• **Problem to work on**
In the listing below, the line containing "use std::env;" marks the end; copy exactly every line from the first through that one.

Dataset content Block Start

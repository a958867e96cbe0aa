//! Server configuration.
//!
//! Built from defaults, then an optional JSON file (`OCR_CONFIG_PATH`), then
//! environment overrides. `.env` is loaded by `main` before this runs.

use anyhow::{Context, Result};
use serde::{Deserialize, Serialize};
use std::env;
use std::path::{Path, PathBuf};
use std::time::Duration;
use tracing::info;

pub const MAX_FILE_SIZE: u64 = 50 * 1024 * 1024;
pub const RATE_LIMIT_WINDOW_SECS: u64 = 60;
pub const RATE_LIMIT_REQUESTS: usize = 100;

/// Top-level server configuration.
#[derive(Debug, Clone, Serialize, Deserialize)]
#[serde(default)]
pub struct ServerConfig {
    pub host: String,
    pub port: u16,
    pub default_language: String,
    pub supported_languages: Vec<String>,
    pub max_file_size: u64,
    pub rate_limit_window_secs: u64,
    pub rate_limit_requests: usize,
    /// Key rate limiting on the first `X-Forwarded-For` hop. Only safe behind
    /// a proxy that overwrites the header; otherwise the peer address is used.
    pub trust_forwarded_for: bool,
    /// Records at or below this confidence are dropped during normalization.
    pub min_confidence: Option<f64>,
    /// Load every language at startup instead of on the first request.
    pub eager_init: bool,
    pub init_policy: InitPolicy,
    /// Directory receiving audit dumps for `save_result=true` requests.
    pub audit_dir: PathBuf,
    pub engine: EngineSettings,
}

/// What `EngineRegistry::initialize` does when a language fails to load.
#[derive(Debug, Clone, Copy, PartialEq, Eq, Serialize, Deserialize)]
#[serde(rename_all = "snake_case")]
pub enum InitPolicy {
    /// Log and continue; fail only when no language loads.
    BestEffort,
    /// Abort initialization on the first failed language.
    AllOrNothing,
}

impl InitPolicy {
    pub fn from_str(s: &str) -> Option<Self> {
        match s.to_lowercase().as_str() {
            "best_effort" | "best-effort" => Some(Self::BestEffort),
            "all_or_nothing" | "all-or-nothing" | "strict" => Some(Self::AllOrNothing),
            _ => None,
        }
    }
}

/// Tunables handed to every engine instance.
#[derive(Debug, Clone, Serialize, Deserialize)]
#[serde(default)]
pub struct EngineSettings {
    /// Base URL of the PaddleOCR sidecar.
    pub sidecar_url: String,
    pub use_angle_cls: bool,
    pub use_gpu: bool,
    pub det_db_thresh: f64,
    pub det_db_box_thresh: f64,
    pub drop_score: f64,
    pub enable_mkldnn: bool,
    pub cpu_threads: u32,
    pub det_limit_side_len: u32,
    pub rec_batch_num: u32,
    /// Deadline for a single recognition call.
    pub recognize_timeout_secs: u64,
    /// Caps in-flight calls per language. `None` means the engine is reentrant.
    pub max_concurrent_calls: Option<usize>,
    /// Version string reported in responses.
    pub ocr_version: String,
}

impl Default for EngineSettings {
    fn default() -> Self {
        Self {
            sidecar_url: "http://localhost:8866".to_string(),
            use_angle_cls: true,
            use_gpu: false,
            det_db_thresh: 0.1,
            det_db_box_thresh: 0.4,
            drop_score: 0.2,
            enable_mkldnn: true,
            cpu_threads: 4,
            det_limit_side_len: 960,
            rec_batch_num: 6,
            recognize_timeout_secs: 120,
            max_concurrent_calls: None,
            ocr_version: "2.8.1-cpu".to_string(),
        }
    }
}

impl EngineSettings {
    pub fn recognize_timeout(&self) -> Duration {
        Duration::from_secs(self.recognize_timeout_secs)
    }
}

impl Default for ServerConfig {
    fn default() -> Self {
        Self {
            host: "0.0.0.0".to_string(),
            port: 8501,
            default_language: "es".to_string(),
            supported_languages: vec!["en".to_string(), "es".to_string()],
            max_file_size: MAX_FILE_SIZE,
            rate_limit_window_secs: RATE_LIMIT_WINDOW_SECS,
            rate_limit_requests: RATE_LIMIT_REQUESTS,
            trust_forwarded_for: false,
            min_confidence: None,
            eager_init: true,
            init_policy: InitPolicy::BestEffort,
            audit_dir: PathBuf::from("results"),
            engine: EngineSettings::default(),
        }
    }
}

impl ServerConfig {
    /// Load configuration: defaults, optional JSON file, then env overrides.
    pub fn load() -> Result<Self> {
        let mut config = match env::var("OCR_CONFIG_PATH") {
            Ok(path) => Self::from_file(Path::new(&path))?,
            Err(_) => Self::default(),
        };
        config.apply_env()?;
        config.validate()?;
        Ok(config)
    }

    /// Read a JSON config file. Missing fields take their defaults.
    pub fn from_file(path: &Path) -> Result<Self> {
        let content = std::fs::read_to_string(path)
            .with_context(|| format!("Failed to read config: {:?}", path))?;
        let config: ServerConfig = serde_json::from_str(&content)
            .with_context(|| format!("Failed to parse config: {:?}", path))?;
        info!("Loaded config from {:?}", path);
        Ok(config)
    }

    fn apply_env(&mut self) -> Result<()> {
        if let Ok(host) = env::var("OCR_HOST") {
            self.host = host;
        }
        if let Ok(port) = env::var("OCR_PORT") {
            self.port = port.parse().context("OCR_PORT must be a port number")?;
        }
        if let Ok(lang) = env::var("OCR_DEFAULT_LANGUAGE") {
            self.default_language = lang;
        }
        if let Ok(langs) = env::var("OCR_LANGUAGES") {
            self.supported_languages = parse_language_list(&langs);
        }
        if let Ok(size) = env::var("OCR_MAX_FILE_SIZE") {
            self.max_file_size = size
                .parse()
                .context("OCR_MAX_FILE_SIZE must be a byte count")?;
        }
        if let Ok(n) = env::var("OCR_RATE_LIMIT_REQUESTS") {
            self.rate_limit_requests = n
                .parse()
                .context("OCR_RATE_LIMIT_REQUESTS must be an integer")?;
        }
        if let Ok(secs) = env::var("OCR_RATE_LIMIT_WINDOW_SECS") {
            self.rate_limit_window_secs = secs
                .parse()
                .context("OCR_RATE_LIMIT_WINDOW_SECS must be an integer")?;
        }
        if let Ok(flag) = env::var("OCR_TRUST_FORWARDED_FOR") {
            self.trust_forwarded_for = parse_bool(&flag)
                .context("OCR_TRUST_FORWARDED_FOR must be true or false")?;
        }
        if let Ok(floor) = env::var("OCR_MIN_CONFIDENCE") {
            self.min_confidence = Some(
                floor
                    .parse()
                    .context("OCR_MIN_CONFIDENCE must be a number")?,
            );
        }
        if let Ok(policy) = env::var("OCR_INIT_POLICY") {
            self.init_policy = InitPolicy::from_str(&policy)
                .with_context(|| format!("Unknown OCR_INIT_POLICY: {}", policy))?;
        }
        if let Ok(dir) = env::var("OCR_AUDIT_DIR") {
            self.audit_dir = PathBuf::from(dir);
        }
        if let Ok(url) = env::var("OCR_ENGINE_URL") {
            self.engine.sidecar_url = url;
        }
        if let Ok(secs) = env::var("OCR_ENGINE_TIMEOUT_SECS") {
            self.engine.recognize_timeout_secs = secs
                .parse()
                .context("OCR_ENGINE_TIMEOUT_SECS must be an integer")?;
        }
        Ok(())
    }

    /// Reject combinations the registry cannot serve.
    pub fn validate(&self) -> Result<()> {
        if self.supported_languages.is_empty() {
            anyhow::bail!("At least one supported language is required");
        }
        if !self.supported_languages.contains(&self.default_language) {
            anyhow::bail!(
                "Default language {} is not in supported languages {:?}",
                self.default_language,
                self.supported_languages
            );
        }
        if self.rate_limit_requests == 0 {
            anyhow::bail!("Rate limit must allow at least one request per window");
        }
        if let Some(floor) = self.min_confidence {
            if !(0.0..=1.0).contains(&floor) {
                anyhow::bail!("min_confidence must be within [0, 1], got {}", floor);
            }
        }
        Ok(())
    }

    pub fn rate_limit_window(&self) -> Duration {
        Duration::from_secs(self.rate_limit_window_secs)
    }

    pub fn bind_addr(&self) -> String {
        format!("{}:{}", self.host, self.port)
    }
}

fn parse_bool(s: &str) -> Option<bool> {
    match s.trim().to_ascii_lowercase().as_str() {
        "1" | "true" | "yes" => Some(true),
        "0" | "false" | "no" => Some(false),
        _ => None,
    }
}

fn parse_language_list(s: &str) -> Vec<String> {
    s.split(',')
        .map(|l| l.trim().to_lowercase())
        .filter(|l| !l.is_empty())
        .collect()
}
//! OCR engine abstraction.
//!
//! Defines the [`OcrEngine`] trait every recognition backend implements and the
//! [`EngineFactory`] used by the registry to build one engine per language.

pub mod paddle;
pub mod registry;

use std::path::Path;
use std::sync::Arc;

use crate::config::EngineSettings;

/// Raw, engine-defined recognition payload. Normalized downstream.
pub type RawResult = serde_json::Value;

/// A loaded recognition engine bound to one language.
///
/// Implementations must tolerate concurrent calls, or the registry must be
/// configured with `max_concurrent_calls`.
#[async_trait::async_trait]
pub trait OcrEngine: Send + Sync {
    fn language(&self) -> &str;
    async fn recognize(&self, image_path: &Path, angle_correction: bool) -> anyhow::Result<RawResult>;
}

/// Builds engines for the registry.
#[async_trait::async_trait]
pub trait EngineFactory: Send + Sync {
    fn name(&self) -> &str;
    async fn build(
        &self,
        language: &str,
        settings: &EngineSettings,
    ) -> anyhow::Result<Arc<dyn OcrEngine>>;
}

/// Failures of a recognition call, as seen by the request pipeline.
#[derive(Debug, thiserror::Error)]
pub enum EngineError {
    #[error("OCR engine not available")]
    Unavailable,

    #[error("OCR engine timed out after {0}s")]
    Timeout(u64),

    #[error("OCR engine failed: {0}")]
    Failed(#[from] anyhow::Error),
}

Dataset content Block End

• **Finished task**
repository a958867e96cbe0aa
//! Server configuration.
//!
//! Built from defaults, then an optional JSON file (`OCR_CONFIG_PATH`), then
//! environment overrides. `.env` is loaded by `main` before this runs.

use anyhow::{Context, Result};
use serde::{Deserialize, Serialize};
use std::env;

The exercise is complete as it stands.